# Task goal:
Where in the data below does the word "only" appear? Copy every line that has it.

═════ Data shown ═════

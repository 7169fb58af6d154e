//! Site Footer Component
//!
//! Brand copy, branch addresses and phone numbers, Instagram handle.

use leptos::prelude::*;

use crate::i18n;
use crate::store::{use_app_store, AppStateStoreFields};

#[component]
pub fn SiteFooter() -> impl IntoView {
    let store = use_app_store();
    let strings = move || i18n::strings(store.lang().get());

    view! {
        <footer class="site-footer">
            <div class="site-footer-inner">
                <div class="footer-brand">
                    <div class="footer-brand-name">"BOBOY"</div>
                    <p class="footer-copy">{move || strings().footer_copy}</p>
                </div>
                <div class="footer-locations">
                    <div class="footer-heading">{move || strings().locations}</div>
                    <ul class="footer-list">
                        <li>"Tashkent City Mall, 3rd Floor"</li>
                        <li>"+998 77 109 88 77"</li>
                        <li>"Taras Shevchenko Street, 38A"</li>
                        <li>"+998 77 235 88 77"</li>
                    </ul>
                </div>
                <div class="footer-social">
                    <div class="footer-heading">"Instagram"</div>
                    <a class="footer-link" href="#">"@boboycafe_uz"</a>
                    <p class="allergy-note">{move || strings().allergy_note}</p>
                </div>
            </div>
        </footer>
    }
}
//! Locale Preference Store
//!
//! One key in the browser's per-origin local storage. Absence (or an
//! unrecognized value) means "show the language gate". Storage failures
//! degrade to the same: no panic, no error surfaced to the user.

use crate::models::Lang;

const LANG_KEY: &str = "boboy_lang";

/// Whether the gate must be shown for a raw stored value.
/// Unknown tags count as absent (fail-safe for corrupted storage).
pub fn gate_required(stored: Option<&str>) -> bool {
    stored.and_then(Lang::from_tag).is_none()
}

fn local_storage() -> Option<web_sys::Storage> {
    web_sys::window()?.local_storage().ok().flatten()
}

/// Read the persisted language choice, if any valid one exists.
pub fn load_lang() -> Option<Lang> {
    let raw = local_storage()?.get_item(LANG_KEY).ok().flatten()?;
    Lang::from_tag(&raw)
}

/// Persist the language choice. A failed write is logged and otherwise
/// ignored; the selection still applies for the session.
pub fn store_lang(lang: Lang) {
    let Some(storage) = local_storage() else {
        log::warn!("local storage unavailable, language choice not persisted");
        return;
    };
    if storage.set_item(LANG_KEY, lang.as_tag()).is_err() {
        log::warn!("failed to persist language choice");
    }
}

#[cfg(test)]
mod tests {
    use super::*;

    #[test]
    fn gate_shown_without_stored_value() {
        assert!(gate_required(None));
    }

    #[test]
    fn gate_suppressed_by_valid_value() {
        assert!(!gate_required(Some("en")));
        assert!(!gate_required(Some("ru")));
        assert!(!gate_required(Some("uz")));
    }

    #[test]
    fn corrupted_value_counts_as_absent() {
        assert!(gate_required(Some("klingon")));
        assert!(gate_required(Some("")));
    }
}
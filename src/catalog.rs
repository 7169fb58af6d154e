//! Catalog Builder
//!
//! Builds the per-locale menus from the static source tables, once at startup.

use crate::data::{self, CategoryDef};
use crate::models::{Lang, MenuCategory, MenuItem};

/// The three parallel locale menus. Immutable after `build`.
///
/// Structural invariant: category ids and per-category item id sequences are
/// identical across locales; only display text differs.
#[derive(Debug, Clone, PartialEq)]
pub struct Catalog {
    uz: Vec<MenuCategory>,
    ru: Vec<MenuCategory>,
    en: Vec<MenuCategory>,
}

impl Catalog {
    /// Instantiate every category for every locale. Pure and deterministic:
    /// the same source tables always produce a structurally equal catalog.
    pub fn build() -> Self {
        Self {
            uz: build_locale(Lang::Uz),
            ru: build_locale(Lang::Ru),
            en: build_locale(Lang::En),
        }
    }

    pub fn categories(&self, lang: Lang) -> &[MenuCategory] {
        match lang {
            Lang::Uz => &self.uz,
            Lang::Ru => &self.ru,
            Lang::En => &self.en,
        }
    }
}

fn build_locale(lang: Lang) -> Vec<MenuCategory> {
    data::CATEGORIES.iter().map(|cat| build_category(cat, lang)).collect()
}

fn build_category(cat: &CategoryDef, lang: Lang) -> MenuCategory {
    MenuCategory {
        id: cat.id.to_string(),
        name: cat.name.get(lang).to_string(),
        items: cat
            .items
            .iter()
            .map(|item| MenuItem {
                id: item.id.to_string(),
                name: item.name.get(lang).to_string(),
                price: item.price,
                veg: item.veg,
                ingredients: item.ingredients.iter().map(|s| s.to_string()).collect(),
            })
            .collect(),
    }
}

#[cfg(test)]
mod tests {
    use super::*;

    fn id_skeleton(categories: &[MenuCategory]) -> Vec<(String, Vec<String>)> {
        categories
            .iter()
            .map(|cat| {
                (
                    cat.id.clone(),
                    cat.items.iter().map(|item| item.id.clone()).collect(),
                )
            })
            .collect()
    }

    #[test]
    fn locales_are_structurally_identical() {
        let catalog = Catalog::build();
        let ru = id_skeleton(catalog.categories(Lang::Ru));
        for lang in [Lang::Uz, Lang::En] {
            assert_eq!(ru, id_skeleton(catalog.categories(lang)));
        }
    }

    #[test]
    fn rebuild_is_idempotent() {
        assert_eq!(Catalog::build(), Catalog::build());
    }

    #[test]
    fn category_order_follows_source() {
        let catalog = Catalog::build();
        let ids: Vec<&str> = catalog
            .categories(Lang::En)
            .iter()
            .map(|cat| cat.id.as_str())
            .collect();
        assert_eq!(
            ids,
            ["starters", "salads", "soups", "mains", "kebabs", "desserts", "drinks"]
        );
    }

    #[test]
    fn names_are_localized() {
        let catalog = Catalog::build();
        let find = |lang: Lang| {
            catalog.categories(lang)[0]
                .items
                .iter()
                .find(|item| item.id == "kulcha")
                .map(|item| item.name.clone())
                .unwrap()
        };
        assert_eq!(find(Lang::En), "House Bread (Kulcha)");
        assert_eq!(find(Lang::Ru), "Домашний хлеб (кулча)");
        assert_eq!(find(Lang::Uz), "Non (Kulcha)");
    }
}
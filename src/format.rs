//! Price Formatting
//!
//! Integer prices grouped with the locale's thousands separator plus the
//! fixed "UZS" currency label. Presentation only, never a wire format.

use crate::models::Lang;

/// Thousands separator per locale: comma for English, narrow no-break space
/// for Russian and Uzbek (the grouping the site has always shown).
fn separator(lang: Lang) -> char {
    match lang {
        Lang::En => ',',
        Lang::Ru | Lang::Uz => '\u{202f}',
    }
}

/// Group the digits of a price in threes, e.g. 159000 -> "159 000".
pub fn group_digits(price: u64, lang: Lang) -> String {
    let digits = price.to_string();
    let sep = separator(lang);
    let mut out = String::with_capacity(digits.len() + digits.len() / 3);
    for (i, ch) in digits.chars().enumerate() {
        if i > 0 && (digits.len() - i) % 3 == 0 {
            out.push(sep);
        }
        out.push(ch);
    }
    out
}

/// Full display form: grouped digits plus the currency label.
pub fn format_price(price: u64, lang: Lang) -> String {
    format!("{} UZS", group_digits(price, lang))
}

#[cfg(test)]
mod tests {
    use super::*;

    #[test]
    fn english_uses_commas() {
        assert_eq!(group_digits(159_000, Lang::En), "159,000");
        assert_eq!(group_digits(1_250_000, Lang::En), "1,250,000");
    }

    #[test]
    fn russian_and_uzbek_use_spaces() {
        assert_eq!(group_digits(159_000, Lang::Ru), "159\u{202f}000");
        assert_eq!(group_digits(57_000, Lang::Uz), "57\u{202f}000");
    }

    #[test]
    fn short_prices_are_ungrouped() {
        assert_eq!(group_digits(0, Lang::En), "0");
        assert_eq!(group_digits(999, Lang::Ru), "999");
    }

    #[test]
    fn full_form_carries_currency_label() {
        assert_eq!(format_price(35_000, Lang::En), "35,000 UZS");
    }
}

═════

# Finished exercise:
/// identical across locales; only display text differs.
//! fixed "UZS" currency label. Presentation only, never a wire format.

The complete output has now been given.